▶ _DIRECTIONS_
Transcription of the full listing is required, character for character.

▶ _EXERCISE DATA_
____

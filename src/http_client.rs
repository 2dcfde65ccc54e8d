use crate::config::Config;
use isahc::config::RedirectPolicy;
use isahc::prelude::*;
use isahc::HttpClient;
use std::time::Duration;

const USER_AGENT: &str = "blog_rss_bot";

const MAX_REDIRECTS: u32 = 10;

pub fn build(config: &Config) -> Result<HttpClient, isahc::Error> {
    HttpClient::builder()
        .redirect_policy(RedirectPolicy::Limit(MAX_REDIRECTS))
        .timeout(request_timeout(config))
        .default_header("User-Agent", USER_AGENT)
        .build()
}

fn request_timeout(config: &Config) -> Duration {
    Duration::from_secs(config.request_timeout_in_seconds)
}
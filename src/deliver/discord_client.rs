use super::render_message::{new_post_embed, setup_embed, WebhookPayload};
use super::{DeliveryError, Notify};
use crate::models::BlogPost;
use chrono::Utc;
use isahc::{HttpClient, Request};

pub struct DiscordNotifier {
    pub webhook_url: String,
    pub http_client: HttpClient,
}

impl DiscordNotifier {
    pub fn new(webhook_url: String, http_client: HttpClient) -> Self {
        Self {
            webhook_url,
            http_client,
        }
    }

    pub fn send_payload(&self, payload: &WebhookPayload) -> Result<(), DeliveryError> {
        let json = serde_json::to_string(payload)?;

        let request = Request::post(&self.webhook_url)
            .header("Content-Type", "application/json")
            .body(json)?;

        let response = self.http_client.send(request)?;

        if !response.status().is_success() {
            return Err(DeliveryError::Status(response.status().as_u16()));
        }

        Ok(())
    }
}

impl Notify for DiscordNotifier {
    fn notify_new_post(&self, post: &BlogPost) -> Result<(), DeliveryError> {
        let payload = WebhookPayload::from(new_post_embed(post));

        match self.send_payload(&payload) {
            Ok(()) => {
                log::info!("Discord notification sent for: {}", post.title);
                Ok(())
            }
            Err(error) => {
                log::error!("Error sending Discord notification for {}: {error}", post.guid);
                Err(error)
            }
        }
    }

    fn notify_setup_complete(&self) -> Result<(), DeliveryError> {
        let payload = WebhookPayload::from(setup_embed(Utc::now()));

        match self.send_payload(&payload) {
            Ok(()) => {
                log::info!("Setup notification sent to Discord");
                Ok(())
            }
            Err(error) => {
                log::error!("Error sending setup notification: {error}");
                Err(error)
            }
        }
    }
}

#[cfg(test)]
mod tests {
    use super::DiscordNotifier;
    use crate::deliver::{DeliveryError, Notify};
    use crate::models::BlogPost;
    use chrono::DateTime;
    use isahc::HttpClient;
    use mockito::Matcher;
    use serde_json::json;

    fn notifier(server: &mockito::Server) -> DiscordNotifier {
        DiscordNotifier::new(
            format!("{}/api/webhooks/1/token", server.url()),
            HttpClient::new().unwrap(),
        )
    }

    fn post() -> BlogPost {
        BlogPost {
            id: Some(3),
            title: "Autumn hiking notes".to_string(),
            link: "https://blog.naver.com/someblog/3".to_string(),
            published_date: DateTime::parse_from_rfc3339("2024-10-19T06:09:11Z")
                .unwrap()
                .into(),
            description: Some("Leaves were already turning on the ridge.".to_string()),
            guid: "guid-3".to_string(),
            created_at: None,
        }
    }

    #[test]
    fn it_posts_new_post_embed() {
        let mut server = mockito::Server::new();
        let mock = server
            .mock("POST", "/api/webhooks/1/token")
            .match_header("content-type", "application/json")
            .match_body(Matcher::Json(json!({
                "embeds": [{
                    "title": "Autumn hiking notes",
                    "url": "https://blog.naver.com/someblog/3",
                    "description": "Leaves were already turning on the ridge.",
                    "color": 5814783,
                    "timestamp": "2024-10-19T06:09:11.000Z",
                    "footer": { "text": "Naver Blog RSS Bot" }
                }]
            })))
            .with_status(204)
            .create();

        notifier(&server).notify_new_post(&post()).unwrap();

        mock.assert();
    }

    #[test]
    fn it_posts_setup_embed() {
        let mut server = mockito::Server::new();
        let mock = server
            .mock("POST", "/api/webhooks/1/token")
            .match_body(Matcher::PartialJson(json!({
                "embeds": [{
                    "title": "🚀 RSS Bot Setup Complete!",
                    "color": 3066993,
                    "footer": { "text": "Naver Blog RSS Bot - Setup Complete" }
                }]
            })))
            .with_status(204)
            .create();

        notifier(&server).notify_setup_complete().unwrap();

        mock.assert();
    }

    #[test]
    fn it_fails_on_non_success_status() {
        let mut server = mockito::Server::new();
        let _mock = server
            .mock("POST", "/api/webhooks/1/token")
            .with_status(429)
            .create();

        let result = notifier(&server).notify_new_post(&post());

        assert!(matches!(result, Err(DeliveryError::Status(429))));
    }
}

____

▶ _COMPLETED TASK_
filename src/http_client.rs
repository 2dcfde65ccc54e8d
use crate::config::Config;
use isahc::config::RedirectPolicy;
use isahc::prelude::*;
use isahc::HttpClient;
use std::time::Duration;

const USER_AGENT: &str = "blog_rss_bot";

const MAX_REDIRECTS: u32 = 10;

pub fn build(config: &Config) -> Result<HttpClient, isahc::Error> {
    HttpClient::builder()
        .redirect_policy(RedirectPolicy::Limit(MAX_REDIRECTS))
        .timeout(request_timeout(config))
        .default_header("User-Agent", USER_AGENT)
        .build()
}

fn request_timeout(config: &Config) -> Duration {
    Duration::from_secs(config.request_timeout_in_seconds)
}
filename src/deliver/discord_client.rs
use super::render_message::{new_post_embed, setup_embed, WebhookPayload};
use super::{DeliveryError, Notify};
use crate::models::BlogPost;
use chrono::Utc;
use isahc::{HttpClient, Request};

pub struct DiscordNotifier {
    pub webhook_url: String,
    pub http_client: HttpClient,
}

impl DiscordNotifier {
    pub fn new(webhook_url: String, http_client: HttpClient) -> Self {
        Self {
            webhook_url,
            http_client,
        }
    }

    pub fn send_payload(&self, payload: &WebhookPayload) -> Result<(), DeliveryError> {
        let json = serde_json::to_string(payload)?;

        let request = Request::post(&self.webhook_url)
            .header("Content-Type", "application/json")
            .body(json)?;

        let response = self.http_client.send(request)?;

        if !response.status().is_success() {
            return Err(DeliveryError::Status(response.status().as_u16()));
        }

        Ok(())
    }
}

impl Notify for DiscordNotifier {
    fn notify_new_post(&self, post: &BlogPost) -> Result<(), DeliveryError> {
        let payload = WebhookPayload::from(new_post_embed(post));

        match self.send_payload(&payload) {
            Ok(()) => {
                log::info!("Discord notification sent for: {}", post.title);
                Ok(())
            }
            Err(error) => {
                log::error!("Error sending Discord notification for {}: {error}", post.guid);
                Err(error)
            }
        }
    }

    fn notify_setup_complete(&self) -> Result<(), DeliveryError> {
        let payload = WebhookPayload::from(setup_embed(Utc::now()));

        match self.send_payload(&payload) {
            Ok(()) => {
                log::info!("Setup notification sent to Discord");
                Ok(())
            }
            Err(error) => {
                log::error!("Error sending setup notification: {error}");
                Err(error)
            }
        }
    }
}

#[cfg(test)]
mod tests {
    use super::DiscordNotifier;
    use crate::deliver::{DeliveryError, Notify};
    use crate::models::BlogPost;
    use chrono::DateTime;
    use isahc::HttpClient;
    use mockito::Matcher;
    use serde_json::json;

    fn notifier(server: &mockito::Server) -> DiscordNotifier {
        DiscordNotifier::new(
            format!("{}/api/webhooks/1/token", server.url()),
            HttpClient::new().unwrap(),
        )
    }

    fn post() -> BlogPost {
        BlogPost {
            id: Some(3),
            title: "Autumn hiking notes".to_string(),
            link: "https://blog.naver.com/someblog/3".to_string(),
            published_date: DateTime::parse_from_rfc3339("2024-10-19T06:09:11Z")
                .unwrap()
                .into(),
            description: Some("Leaves were already turning on the ridge.".to_string()),
            guid: "guid-3".to_string(),
            created_at: None,
        }
    }

    #[test]
    fn it_posts_new_post_embed() {
        let mut server = mockito::Server::new();
        let mock = server
            .mock("POST", "/api/webhooks/1/token")
            .match_header("content-type", "application/json")
            .match_body(Matcher::Json(json!({
                "embeds": [{
                    "title": "Autumn hiking notes",
                    "url": "https://blog.naver.com/someblog/3",
                    "description": "Leaves were already turning on the ridge.",
                    "color": 5814783,
                    "timestamp": "2024-10-19T06:09:11.000Z",
                    "footer": { "text": "Naver Blog RSS Bot" }
                }]
            })))
            .with_status(204)
            .create();

        notifier(&server).notify_new_post(&post()).unwrap();

        mock.assert();
    }

    #[test]
    fn it_posts_setup_embed() {
        let mut server = mockito::Server::new();
        let mock = server
            .mock("POST", "/api/webhooks/1/token")
            .match_body(Matcher::PartialJson(json!({
                "embeds": [{
                    "title": "🚀 RSS Bot Setup Complete!",
                    "color": 3066993,
                    "footer": { "text": "Naver Blog RSS Bot - Setup Complete" }
                }]
            })))
            .with_status(204)
            .create();

        notifier(&server).notify_setup_complete().unwrap();

        mock.assert();
    }

    #[test]
    fn it_fails_on_non_success_status() {
        let mut server = mockito::Server::new();
        let _mock = server
            .mock("POST", "/api/webhooks/1/token")
            .with_status(429)
            .create();

        let result = notifier(&server).notify_new_post(&post());

        assert!(matches!(result, Err(DeliveryError::Status(429))));
    }
}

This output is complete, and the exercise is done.